◆ What you should do
Below are entries. Copy exactly the lines running from the line that holds "pub mod logging;" to the line that holds "twitch.authenticate().await?;", with both ends included.

◆ Records drawn from a dataset
※
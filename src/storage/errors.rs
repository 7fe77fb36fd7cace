use thiserror::Error;

#[derive(Error, Debug)]
pub enum StoreError {
    #[error("Database error: {0}")]
    Database(#[from] rusqlite::Error),

    #[error("Invalid channel name: {0:?}")]
    InvalidChannel(String),

    #[error("Corrupt timestamp in column {column}: {value}")]
    CorruptTimestamp { column: &'static str, value: i64 },
}
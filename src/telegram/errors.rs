use thiserror::Error;

#[derive(Error, Debug)]
pub enum TelegramError {
    #[error("HTTP error: {0}")]
    Http(reqwest::Error),

    #[error("Request timed out")]
    Timeout,

    #[error("Telegram API error {code}: {description}")]
    Api { code: i64, description: String },

    #[error("Unexpected response from Telegram: {0}")]
    Decode(String),
}

impl TelegramError {
    /// The user blocked the bot or deleted their account.
    pub fn is_forbidden(&self) -> bool {
        matches!(self, TelegramError::Api { code: 403, .. })
    }
}

// The request URL carries the bot token, so it is stripped before the error
// can reach a log line.
impl From<reqwest::Error> for TelegramError {
    fn from(err: reqwest::Error) -> Self {
        let err = err.without_url();
        if err.is_timeout() {
            TelegramError::Timeout
        } else if err.is_decode() {
            TelegramError::Decode(err.to_string())
        } else {
            TelegramError::Http(err)
        }
    }
}

#[cfg(test)]
mod tests {
    use super::*;

    #[test]
    fn forbidden_means_blocked_by_user() {
        let blocked = TelegramError::Api {
            code: 403,
            description: "Forbidden: bot was blocked by the user".to_string(),
        };
        let bad_request = TelegramError::Api {
            code: 400,
            description: "Bad Request: chat not found".to_string(),
        };

        assert!(blocked.is_forbidden());
        assert!(!bad_request.is_forbidden());
        assert!(!TelegramError::Timeout.is_forbidden());
    }
}
use thiserror::Error;

use crate::telegram::TelegramError;

#[derive(Error, Debug)]
pub enum DeliveryError {
    #[error("Telegram error: {0}")]
    Telegram(#[from] TelegramError),

    #[error("Delivery timed out")]
    Timeout,
}
use log::debug;

use crate::twitch::api::{LookupError, StreamInfo, TwitchAPIClient};

/// Returns the live stream for `user_login`, or `None` when the channel is
/// offline.
pub async fn get_stream_info(
    api_client: &TwitchAPIClient,
    user_login: &str,
) -> Result<Option<StreamInfo>, LookupError> {
    let streams: Vec<StreamInfo> = api_client
        .helix_get("streams", &[("user_login", user_login)])
        .await?;

    let stream = streams
        .into_iter()
        .find(|stream| stream.user_login.eq_ignore_ascii_case(user_login));

    match &stream {
        Some(stream) => debug!("{} is live (session {})", user_login, stream.id),
        None => debug!("{} is offline", user_login),
    }

    Ok(stream)
}
use std::path::PathBuf;

use clap::Parser;
use log::info;
use stream_notifier::config::Config;
use stream_notifier::logging::{setup_logging, LogLevel};
use stream_notifier::{health, init, run};

#[derive(Parser, Debug)]
#[command(version, about = "Telegram bot that announces when followed Twitch channels go live")]
struct Cli {
    /// Path to a TOML config file (defaults to ./notifier.toml when present)
    #[arg(short, long)]
    config: Option<PathBuf>,

    /// Overrides the configured log level
    #[arg(long)]
    log_level: Option<LogLevel>,
}

#[tokio::main]
async fn main() -> Result<(), Box<dyn std::error::Error + Send + Sync>> {
    let cli = Cli::parse();

    let mut config = Config::load(cli.config.as_deref())?;
    if let Some(level) = cli.log_level {
        config.log_level = level;
    }

    setup_logging(config.log_level)?;
    info!("=== Starting Twitch Stream Notifier Bot ===");
    info!("Using config: {:?}", config);

    health::spawn_health_server(config.port)?;

    let ctx = init(config).await?;
    run(ctx).await
}
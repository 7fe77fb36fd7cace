use async_trait::async_trait;

use crate::telegram::command_system::{Command, CommandContext, CommandError};
use crate::telegram::html::escape_html;

pub struct StartCommand;

#[async_trait]
impl Command for StartCommand {
    fn name(&self) -> &'static str {
        "start"
    }

    fn description(&self) -> &'static str {
        "Register and show the welcome message"
    }

    async fn execute(&self, ctx: &CommandContext, _args: Vec<String>) -> Result<String, CommandError> {
        Ok(format!(
            "👋 Hi, <b>{}</b>!\n\n\
             I'll message you whenever a Twitch channel you follow goes live.\n\n\
             • /add &lt;channel&gt; to follow a channel\n\
             • /remove &lt;channel&gt; to stop following it\n\
             • /list to see what you follow\n\
             • /help for the full command list",
            escape_html(&ctx.display_name)
        ))
    }
}
mod cycle;
mod errors;
mod format;
mod scheduler;

pub use cycle::{ChannelOutcome, CycleReport, NotificationCycle};
pub use errors::DeliveryError;
pub use format::{format_notification, StreamNotification};
pub use scheduler::NotificationScheduler;

use async_trait::async_trait;

use crate::twitch::api::{LookupError, StreamInfo};

/// Reports whether a channel is live right now.
#[async_trait]
pub trait StreamStatusSource: Send + Sync {
    /// `Ok(None)` means the channel is offline.
    async fn get_stream_info(&self, channel_name: &str) -> Result<Option<StreamInfo>, LookupError>;
}

/// Delivers a stream notification to one user.
#[async_trait]
pub trait NotificationSender: Send + Sync {
    async fn send_notification(
        &self,
        user_id: i64,
        notification: &StreamNotification,
    ) -> Result<(), DeliveryError>;
}
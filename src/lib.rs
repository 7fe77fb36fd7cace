pub mod config;
pub mod health;
pub mod logging;
pub mod notifier;
pub mod storage;
pub mod telegram;
pub mod twitch;

use std::sync::Arc;
use std::time::Duration;

use log::{error, info, warn};
use tokio_util::sync::CancellationToken;

use crate::config::Config;
use crate::notifier::{NotificationCycle, NotificationScheduler, NotificationSender, StreamStatusSource};
use crate::storage::StorageClient;
use crate::telegram::{run_update_loop, ChannelDirectory, CommandDispatcher, CommandRegistry, TelegramClient};
use crate::twitch::TwitchAPIClient;

const SHUTDOWN_GRACE: Duration = Duration::from_secs(10);

/// Handles shared by the notification cycle and the command handlers.
pub struct AppContext {
    pub config: Arc<Config>,
    pub store: Arc<StorageClient>,
    pub twitch: Arc<TwitchAPIClient>,
    pub telegram: Arc<TelegramClient>,
}

pub async fn init(config: Config) -> Result<AppContext, Box<dyn std::error::Error + Send + Sync>> {
    let store = StorageClient::new(&config.database_file)?;

    let twitch = TwitchAPIClient::new(
        &config.twitch_client_id,
        &config.twitch_client_secret,
        config.request_timeout(),
    )?;
    twitch.authenticate().await?;

    let telegram = TelegramClient::new(&config.telegram_token, config.request_timeout())?;

    Ok(AppContext {
        config: Arc::new(config),
        store: Arc::new(store),
        twitch: Arc::new(twitch),
        telegram: Arc::new(telegram),
    })
}

pub async fn run(ctx: AppContext) -> Result<(), Box<dyn std::error::Error + Send + Sync>> {
    let me = ctx.telegram.get_me().await?;
    info!("Logged in to Telegram as @{}", me.display_name());

    let shutdown = CancellationToken::new();

    let cycle = NotificationCycle::new(
        Arc::clone(&ctx.store),
        Arc::clone(&ctx.twitch) as Arc<dyn StreamStatusSource>,
        Arc::clone(&ctx.telegram) as Arc<dyn NotificationSender>,
        ctx.config.request_timeout(),
    );
    let scheduler = NotificationScheduler::new(
        cycle,
        Arc::clone(&ctx.store),
        ctx.config.first_check_delay(),
        ctx.config.check_interval(),
        ctx.config.notification_retention(),
    );

    let dispatcher = Arc::new(CommandDispatcher::new(
        CommandRegistry::new(),
        Arc::clone(&ctx.store),
        Arc::clone(&ctx.twitch) as Arc<dyn ChannelDirectory>,
        me.username.clone(),
    ));

    let handles = vec![
        tokio::spawn(scheduler.run(shutdown.clone())),
        tokio::spawn(run_update_loop(Arc::clone(&ctx.telegram), dispatcher, shutdown.clone())),
    ];

    info!("Bot is now running. Press Ctrl+C to exit.");

    let mut tasks = futures::future::select_all(handles);
    tokio::select! {
        (result, _, remaining) = &mut tasks => {
            if let Err(e) = result {
                error!("Background task crashed: {}", e);
            }
            shutdown.cancel();
            wait_for_tasks(remaining).await;
            return Err("a background task stopped unexpectedly".into());
        }
        _ = tokio::signal::ctrl_c() => {
            info!("Received Ctrl+C, shutting down.");
        }
    }

    shutdown.cancel();
    wait_for_tasks(tasks.into_inner()).await;
    info!("Bot has shut down.");
    Ok(())
}

async fn wait_for_tasks(handles: Vec<tokio::task::JoinHandle<()>>) {
    if tokio::time::timeout(SHUTDOWN_GRACE, futures::future::join_all(handles)).await.is_err() {
        warn!("Timed out waiting for background tasks to stop");
    }
}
※
◆ Exercise response
pub mod logging;
pub mod notifier;
pub mod storage;
pub mod telegram;
pub mod twitch;

use std::sync::Arc;
use std::time::Duration;

use log::{error, info, warn};
use tokio_util::sync::CancellationToken;

use crate::config::Config;
use crate::notifier::{NotificationCycle, NotificationScheduler, NotificationSender, StreamStatusSource};
use crate::storage::StorageClient;
use crate::telegram::{run_update_loop, ChannelDirectory, CommandDispatcher, CommandRegistry, TelegramClient};
use crate::twitch::TwitchAPIClient;

const SHUTDOWN_GRACE: Duration = Duration::from_secs(10);

/// Handles shared by the notification cycle and the command handlers.
pub struct AppContext {
    pub config: Arc<Config>,
    pub store: Arc<StorageClient>,
    pub twitch: Arc<TwitchAPIClient>,
    pub telegram: Arc<TelegramClient>,
}

pub async fn init(config: Config) -> Result<AppContext, Box<dyn std::error::Error + Send + Sync>> {
    let store = StorageClient::new(&config.database_file)?;

    let twitch = TwitchAPIClient::new(
        &config.twitch_client_id,
        &config.twitch_client_secret,
        config.request_timeout(),
    )?;
    twitch.authenticate().await?;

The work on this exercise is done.